**Problem to solve:** Each line with the word "views" must appear in the answer, copied from the records.

**Provided data:**
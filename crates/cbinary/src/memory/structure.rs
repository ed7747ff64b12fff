// SPDX-License-Identifier: Apache-2.0 OR MIT
// Copyright (c) 2025-2026 naskel.com

//! Struct and union views.
//!
//! Both share one implementation; they differ only in the layout kind they
//! accept. Union members all alias offset 0 and carry no tag: writing one
//! member and reading another reinterprets the same bytes.

use crate::ctypes::{AggregateKind, Member, StructType};
use crate::error::{Error, Result};
use crate::memory::{read_element, sized_or_copied, write_element, ByteSlice, Element, Memory};
use crate::value::Value;
use std::cell::RefCell;
use std::collections::HashMap;
use std::rc::Rc;
use std::sync::Arc;

macro_rules! aggregate_view {
    ($(#[$doc:meta])* $name:ident, $kind:expr) => {
        $(#[$doc])*
        #[derive(Debug, Clone)]
        pub struct $name {
            bytes: ByteSlice,
            layout: Arc<StructType>,
            cache: Rc<RefCell<HashMap<String, Element>>>,
        }

        impl $name {
            /// Zero-filled instance of `layout`.
            pub fn new(layout: &Arc<StructType>) -> Result<Self> {
                Self::from_slice(layout, sized_or_copied(layout.size(), None))
            }

            /// Instance over a copy of `bytes`.
            ///
            /// Bytes past the fixed size belong to the flexible array member,
            /// if the layout has one.
            pub fn from_bytes(layout: &Arc<StructType>, bytes: &[u8]) -> Result<Self> {
                Self::from_slice(layout, sized_or_copied(0, Some(bytes)))
            }

            /// Instance over `bytes` (no copy).
            pub fn from_slice(layout: &Arc<StructType>, bytes: ByteSlice) -> Result<Self> {
                if layout.kind() != $kind {
                    return Err(Error::InvalidArgument(format!(
                        "{} is not a {}",
                        layout,
                        $kind
                    )));
                }
                if bytes.len() < layout.size() {
                    return Err(Error::OffsetOutOfBounds {
                        offset: 0,
                        size: layout.size(),
                        len: bytes.len(),
                    });
                }
                Ok(Self {
                    bytes,
                    layout: layout.clone(),
                    cache: Rc::new(RefCell::new(HashMap::new())),
                })
            }

            /// Instance initialised from a `Value::Struct`.
            ///
            /// A flexible array member extends the store to hold its values.
            pub fn from_value(layout: &Arc<StructType>, value: &Value) -> Result<Self> {
                let bytes = layout.pack(value)?;
                let bytes = if bytes.len() < layout.size() {
                    let mut padded = bytes;
                    padded.resize(layout.size(), 0);
                    padded
                } else {
                    bytes
                };
                Self::from_bytes(layout, &bytes)
            }

            pub fn layout(&self) -> &Arc<StructType> {
                &self.layout
            }

            pub fn members(&self) -> &[Member] {
                self.layout.members()
            }

            pub fn has_member(&self, name: &str) -> bool {
                self.layout.has_member(name)
            }

            pub fn offset_of(&self, name: &str) -> Result<usize> {
                self.layout.offset_of(name)
            }

            /// Byte size of a member; a flexible array member reports the
            /// bytes it currently spans.
            pub fn size_of(&self, name: &str) -> Result<usize> {
                let member = self.layout.require_member(name)?;
                Ok(member
                    .size()
                    .unwrap_or_else(|| self.bytes.len().saturating_sub(member.offset())))
            }

            fn member_slice(&self, member: &Member) -> Result<ByteSlice> {
                self.bytes.byteslice(member.offset(), member.size())
            }

            /// Read a member; aggregate members come back as cached views.
            pub fn get(&self, name: &str) -> Result<Element> {
                let member = self.layout.require_member(name)?;
                if let Some(cached) = self.cache.borrow().get(name) {
                    return Ok(cached.clone());
                }
                let element = read_element(member.ty(), self.member_slice(member)?)?;
                if !matches!(element, Element::Value(_)) {
                    log::trace!("[memory] caching {}.{} view", self.layout.name(), name);
                    self.cache
                        .borrow_mut()
                        .insert(name.to_string(), element.clone());
                }
                Ok(element)
            }

            /// Decoded value of a member.
            pub fn value(&self, name: &str) -> Result<Value> {
                self.get(name)?.to_value()
            }

            /// Encode `value` into a member and drop its cached view.
            pub fn set(&self, name: &str, value: impl Into<Value>) -> Result<()> {
                let member = self.layout.require_member(name)?;
                write_element(member.ty(), &self.member_slice(member)?, &value.into())?;
                self.cache.borrow_mut().remove(name);
                Ok(())
            }

            /// Visit `(name, element)` for every member in declaration order.
            pub fn each<F>(&self, mut f: F) -> Result<()>
            where
                F: FnMut(&str, Element),
            {
                for member in self.layout.members() {
                    f(member.name(), self.get(member.name())?);
                }
                Ok(())
            }

            /// Decode every member into ordered name/value pairs.
            pub fn to_value(&self) -> Result<Value> {
                self.bytes.with(|bytes| self.layout.unpack(bytes))?
            }

            /// Same view instance (shares its member cache).
            pub fn ptr_eq(&self, other: &$name) -> bool {
                Rc::ptr_eq(&self.cache, &other.cache)
            }
        }

        impl Memory for $name {
            fn bytes(&self) -> &ByteSlice {
                &self.bytes
            }
        }
    };
}

aggregate_view!(
    /// Struct instance laid over a byte slice.
    StructView,
    AggregateKind::Struct
);

aggregate_view!(
    /// Union instance laid over a byte slice.
    UnionView,
    AggregateKind::Union
);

**Answer to this exercise:**
//! Struct and union views.
            /// Read a member; aggregate members come back as cached views.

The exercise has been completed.